Bass, Caruso spar over USC, Scientology, policing and housing in L.A. mayoral debate
Rep. Karen Bass and Rick Caruso both found themselves on the defensive Thursday evening as a quintet of moderators pressed them on an array of pain points during an hourlong live debate.
If either candidate had a wish list for uncomfortable topics they hoped their opponent might be pushed on, they probably saw it fulfilled — albeit while parrying their own laundry list of attack-line questions.
The rhetorical daggers flew fast and furious between the candidates, with Bass attempting to portray the real estate developer as a shape-shifting opportunist whom voters can’t fully trust. Caruso, in turn, aimed to characterize the congresswoman as lacking judgment and having little to show for her time in Washington, D.C.
Rick Caruso and Karen Bass are running for Los Angeles mayor. Here is your guide to the race.
The debate — broadcast live on the radio from KNX News’ Miracle Mile studio — comes at a pivotal moment in the election cycle. The Los Angeles County registrar-recorder/county clerk began mailing ballots to voters Thursday morning, and Nov. 8 is in less than five weeks.
USC, the candidates’ shared alma mater, has become something of a dual-purpose battering ram in the mayoral race and both candidates fended off questions about their relationships to scandals at the university.
KNX News digital managing editor Seth Lemon asked Bass whether she regretted accepting a $95,000 scholarship to get a master’s degree in social work from Marilyn Flynn, the dean of the school, who last month pleaded guilty in a separate corruption case.
The congresswoman said she didn’t regret it and reiterated points she has made before about how the social work degree helped her “protect the nation’s most vulnerable children.”
Lemon then asked Caruso why he backtracked on a pledge to release an internal report about an investigation of a USC gynecologist accused of sexual misconduct.
“The reason we didn’t release the report: we talked to experts, many of them, that said releasing any information is just going to cause more horrific pain to those that have been terribly, terribly wounded,” Caruso said.
Bass volleyed back at Caruso, asking, “What about the victims? If that’s what they wanted, they should have had it,” Bass said.
Spectrum News anchor Giselle Fernandez pushed Caruso on his previous position on abortion rights, citing a 2007 Los Angeles Magazine story that paraphrased his views on the subject to say he “opposes abortion in most cases but would support some stem cell research.”
Caruso appeared to contend that the article was inaccurate, saying he was speaking about stem cell research and citing another quote from the article in which he spoke about the government staying out of people’s private lives.
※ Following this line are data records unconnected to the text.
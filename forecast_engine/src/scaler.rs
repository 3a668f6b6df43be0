//! Min/max normalization of raw prices
//!
//! The scaler is fitted offline by the training pipeline and shipped as a
//! JSON artifact next to the model weights. At runtime it is loaded once and
//! shared read-only by every request.

use crate::error::{EngineError, Result};
use serde::{Deserialize, Serialize};
use std::fs::File;
use std::io::BufReader;
use std::path::Path;

/// Min/max scaler mapping raw values into a bounded target range.
///
/// `transform` maps `[data_min, data_max]` onto `[range_min, range_max]`
/// (the training pipeline uses `[0, 1]`); `inverse_transform` maps back.
#[derive(Debug, Clone, Serialize, Deserialize)]
pub struct MinMaxScaler {
    /// Minimum of the fitted data
    data_min: f64,
    /// Maximum of the fitted data
    data_max: f64,
    /// Lower bound of the target range
    #[serde(default)]
    range_min: f64,
    /// Upper bound of the target range
    #[serde(default = "default_range_max")]
    range_max: f64,
}

fn default_range_max() -> f64 {
    1.0
}

impl MinMaxScaler {
    /// Create a scaler with explicit parameters, mapping onto `[0, 1]`
    pub fn new(data_min: f64, data_max: f64) -> Result<Self> {
        Self::with_range(data_min, data_max, 0.0, 1.0)
    }

    /// Create a scaler with an explicit target range
    pub fn with_range(data_min: f64, data_max: f64, range_min: f64, range_max: f64) -> Result<Self> {
        let scaler = Self {
            data_min,
            data_max,
            range_min,
            range_max,
        };
        scaler.validate()?;
        Ok(scaler)
    }

    /// Load scaler parameters from a JSON artifact
    pub fn from_path<P: AsRef<Path>>(path: P) -> Result<Self> {
        let file = File::open(path.as_ref()).map_err(|e| {
            EngineError::ArtifactError(format!(
                "cannot open scaler artifact {}: {}",
                path.as_ref().display(),
                e
            ))
        })?;
        let scaler: MinMaxScaler = serde_json::from_reader(BufReader::new(file))?;
        scaler.validate()?;
        Ok(scaler)
    }

    fn validate(&self) -> Result<()> {
        let params = [self.data_min, self.data_max, self.range_min, self.range_max];
        if params.iter().any(|p| !p.is_finite()) {
            return Err(EngineError::ArtifactError(
                "scaler parameters must be finite".to_string(),
            ));
        }
        if self.data_max <= self.data_min {
            return Err(EngineError::ArtifactError(format!(
                "scaler data_max ({}) must exceed data_min ({})",
                self.data_max, self.data_min
            )));
        }
        if self.range_max <= self.range_min {
            return Err(EngineError::ArtifactError(format!(
                "scaler range_max ({}) must exceed range_min ({})",
                self.range_max, self.range_min
            )));
        }
        Ok(())
    }

    /// Map a raw value into the target range
    pub fn transform(&self, value: f64) -> f64 {
        let unit = (value - self.data_min) / (self.data_max - self.data_min);
        unit * (self.range_max - self.range_min) + self.range_min
    }

    /// Map a normalized value back to the raw scale
    pub fn inverse_transform(&self, value: f64) -> f64 {
        let unit = (value - self.range_min) / (self.range_max - self.range_min);
        unit * (self.data_max - self.data_min) + self.data_min
    }

    /// Transform a slice of raw values
    pub fn transform_all(&self, values: &[f64]) -> Vec<f64> {
        values.iter().map(|&v| self.transform(v)).collect()
    }

    /// Inverse-transform a slice of normalized values
    pub fn inverse_transform_all(&self, values: &[f64]) -> Vec<f64> {
        values.iter().map(|&v| self.inverse_transform(v)).collect()
    }
}

#[cfg(test)]
mod tests {
    use super::*;
    use assert_approx_eq::assert_approx_eq;

    #[test]
    fn transform_maps_bounds_onto_range() {
        let scaler = MinMaxScaler::new(10.0, 50.0).unwrap();

        assert_approx_eq!(scaler.transform(10.0), 0.0);
        assert_approx_eq!(scaler.transform(50.0), 1.0);
        assert_approx_eq!(scaler.transform(30.0), 0.5);
    }

    #[test]
    fn degenerate_parameters_are_rejected() {
        assert!(MinMaxScaler::new(5.0, 5.0).is_err());
        assert!(MinMaxScaler::new(5.0, 1.0).is_err());
        assert!(MinMaxScaler::new(f64::NAN, 1.0).is_err());
    }
}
“Los Angeles Magazine has now and had then a very rigorous fact-checking process,” Ed Leibowitz, the article’s author, told The Times on Thursday night. “Everything in the article was fact-checked, including that.”
Leibowitz also said he spoke to Caruso after the article ran and Caruso never raised any issue with the categorization, nor had Caruso or anyone in his organization contested it with Leibowitz in the 15 years since publication.
KNX anchor Charles Feldman brought up Bass’ 2010 speech praising Scientology — a clip of which Caruso has been running as a TV ad — and asked how she had been unaware of controversy about the church.
Bass said that, in hindsight, she wouldn’t have gone to the event.
“I certainly knew of some of Scientology’s abuses. I didn’t know the depth of them. I learned it later,” she said.
Caruso countered that Bass’ decision to give the Scientology speech reflected poorly on her integrity as a leader.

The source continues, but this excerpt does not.